Overlap of conserved genes (this work) with core set proteins of Shi and Falkowski [7], structural genes of Martin et al. [35] and essential genes of Rubin et al. [18] shown for S. elongatus PCC 7942 for which experimental data is available.

(A) Overlap of conserved genes (this work), core set proteins [7] and structural genes [35]. (B) Conserved genes (this work) and essential genes [18]. (C) Conserved genes without clustering of microorganisms and removing the microorganism redundancy and the overlap with essential genes [18].

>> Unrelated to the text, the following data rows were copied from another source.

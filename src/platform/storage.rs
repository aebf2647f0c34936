//! Best-score persistence
//!
//! The browser build writes through LocalStorage as a plain integer
//! string; native builds and tests keep the score in memory.

use crate::game::ScoreStore;

/// LocalStorage key for the best score
pub const BEST_SCORE_KEY: &str = "mind_eye_best_score";

/// Best score persisted in browser LocalStorage
#[cfg(target_arch = "wasm32")]
#[derive(Debug, Default)]
pub struct LocalStore;

#[cfg(target_arch = "wasm32")]
impl LocalStore {
    pub fn new() -> Self {
        Self
    }

    fn storage() -> Option<web_sys::Storage> {
        web_sys::window()
            .and_then(|w| w.local_storage().ok())
            .flatten()
    }
}

#[cfg(target_arch = "wasm32")]
impl ScoreStore for LocalStore {
    fn load_best(&self) -> u32 {
        if let Some(storage) = Self::storage() {
            if let Ok(Some(raw)) = storage.get_item(BEST_SCORE_KEY) {
                if let Ok(best) = raw.parse() {
                    log::info!("Loaded best score: {}", best);
                    return best;
                }
            }
        }
        log::info!("No stored best score, starting fresh");
        0
    }

    fn save_best(&mut self, best: u32) {
        if let Some(storage) = Self::storage() {
            let _ = storage.set_item(BEST_SCORE_KEY, &best.to_string());
            log::info!("Best score saved: {}", best);
        }
    }
}

/// Best score held in memory, for native builds and tests
#[derive(Debug, Default)]
pub struct MemoryStore {
    best: u32,
}

impl MemoryStore {
    pub fn new() -> Self {
        Self::default()
    }

    /// Start from a known best
    pub fn with_best(best: u32) -> Self {
        Self { best }
    }
}

impl ScoreStore for MemoryStore {
    fn load_best(&self) -> u32 {
        self.best
    }

    fn save_best(&mut self, best: u32) {
        self.best = best;
    }
}
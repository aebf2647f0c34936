//! Tile placement within the play band
//!
//! Candidates jitter around the band center and are rejected while they sit
//! too close to an already placed tile. After too many rejected samples,
//! placement falls back to a fixed 3-column grid so generation always
//! terminates.

use glam::Vec2;
use rand::Rng;
use rand_pcg::Pcg32;

/// Maximum horizontal jitter around the board centerline
pub const JITTER_X: f32 = 100.0;
/// Minimum center-to-center spacing between tiles
pub const MIN_SEPARATION: f32 = 80.0;
/// Top of the play band (below the HUD)
pub const TOP_MARGIN: f32 = 90.0;
/// Vertical extent of the play band
pub const PLAY_BAND_HEIGHT: f32 = 300.0;
/// Rejection samples before falling back to the grid
pub const MAX_ATTEMPTS: u32 = 100;
/// Fallback grid columns
pub const GRID_COLUMNS: u32 = 3;

/// Pick a position for the next tile, at least MIN_SEPARATION away from
/// everything in `occupied`. The chosen position (sampled or fallback) is
/// appended to `occupied` so later tiles in the same level see it.
pub fn place(
    rng: &mut Pcg32,
    board_w: f32,
    tile_w: f32,
    tile_h: f32,
    occupied: &mut Vec<Vec2>,
) -> Vec2 {
    let center = Vec2::new(board_w / 2.0, TOP_MARGIN + PLAY_BAND_HEIGHT / 2.0);
    let band_bottom = TOP_MARGIN + PLAY_BAND_HEIGHT;

    for _ in 0..MAX_ATTEMPTS {
        let candidate = Vec2::new(
            (center.x + rng.random_range(-1.0..1.0) * JITTER_X)
                .clamp(tile_w / 2.0, board_w - tile_w / 2.0),
            (center.y + rng.random_range(-1.0..1.0) * (PLAY_BAND_HEIGHT / 3.0))
                .clamp(TOP_MARGIN, band_bottom - tile_h),
        );

        if well_separated(candidate, occupied) {
            occupied.push(candidate);
            return candidate;
        }
    }

    // Grid fallback keeps generation terminating when the band is crowded
    let fallback = grid_cell(occupied.len() as u32, board_w);
    occupied.push(fallback);
    fallback
}

fn well_separated(candidate: Vec2, occupied: &[Vec2]) -> bool {
    occupied
        .iter()
        .all(|used| candidate.distance(*used) >= MIN_SEPARATION)
}

/// Fallback cell for the i-th tile: 3 columns spaced MIN_SEPARATION apart
fn grid_cell(index: u32, board_w: f32) -> Vec2 {
    let row = index / GRID_COLUMNS;
    let col = index % GRID_COLUMNS;
    Vec2::new(
        board_w / 4.0 + col as f32 * MIN_SEPARATION,
        TOP_MARGIN + row as f32 * MIN_SEPARATION,
    )
}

Overlap of conserved genes (this work) with core set proteins of Shi and Falkowski [7], structural genes of Martin et al. [35] and essential genes of Rubin et al. [18] shown for S. elongatus PCC 7942 for which experimental data is available.

Relationship between conservation level and annotation

We found that around 89% of the conserved genes are functionally annotated (Table 2). We hypothesize that conserved genes code for core functions and may be essential. This may have attracted the attention of the scientific community toward these genes. On the other extreme, only 24% of the unique genes are functionally annotated. These proteins are typically unique to specific genera which may not have been well studied. At the intermediate level, around 47% of the semi-conserved genes are functionally annotated.

Table 2

The number of annotated and unannotated genes in the three conservation categories.

	Conservation Categories
	Conserved (≥ 95%)		Semi-conserved (10–94%)		Unique (less than 10%)
	Annotated	Unannotated	Annotated	Unannotated	Annotated	Unannotated
Number of genes	891	102	4,413	3,867	3,505	10,865

Gene essentiality and conservation index

We wanted to test if the gene conservation index is indicative of gene essentiality. We find that there is a significant overlap between the sets of conserved genes (this work) and essential genes as determined experimentally in S. elongatus PCC 7942 by Rubin et al. [18] (S8 Table and Fig 5B). Majority of the essential genes belong to the conserved set of genes while majority of the non-essential genes belong to the semi-conserved or unique category (Table 3 and S1 Fig). The average GCI values of the essential and non-essential genes are 88% and 68% respectively. The minor discrepancy between the conservation category and essentiality may result from (i) clade specific conserved genes that may not be detected as phylum-wide conserved genes and (ii) the choice of experimental conditions may not cover the types of evolutionary pressures that organisms experience in nature. The genes psbF and menF are examples of the first case. The gene psbF (cytochrome b559 subunit beta) with UniProt ID Q8RSW2 is involved in the assembly of photosystem II and secondary electron transport mechanism [38]. The gene is semi-conserved in the entire phylum but is conserved in clade C. The gene menF (isochorismate synthase) with UniProt ID B1XJE2 is involved in the conversion of chorismate to isochorismate [39]. The gene is conserved in clades A and D but semi-conserved in the entire phylum. The genes fbp and gnd are examples of the latter category. The gene fbp (fructose-1,6-bisphosphatase class 1) with UniProt ID B1XNG1 is involved in reductive phase of Pentose Phosphate Pathway (PPP), and catalyses the removal of a phosphate group from fructose 1,6- bisphosphate to form fructose-6-phosphate [40]. The gene gnd (6-phosphogluconate dehydrogenase, decarboxylating) with UniProt ID B1XM87 is a key enzyme in PPP involved in the conversion of 6-phospho-D-gluconolactone to D-ribulose 5-phosphate [41]. The genes are conserved in our data but are non-essential in S. elongatus PCC 7942 [18]. This may be due to the fact that the PPP pathway may be used under certain stress conditions that are not accounted for in the experimental studies on gene essentiality.

Table 3

Essentiality of genes in each conservation category.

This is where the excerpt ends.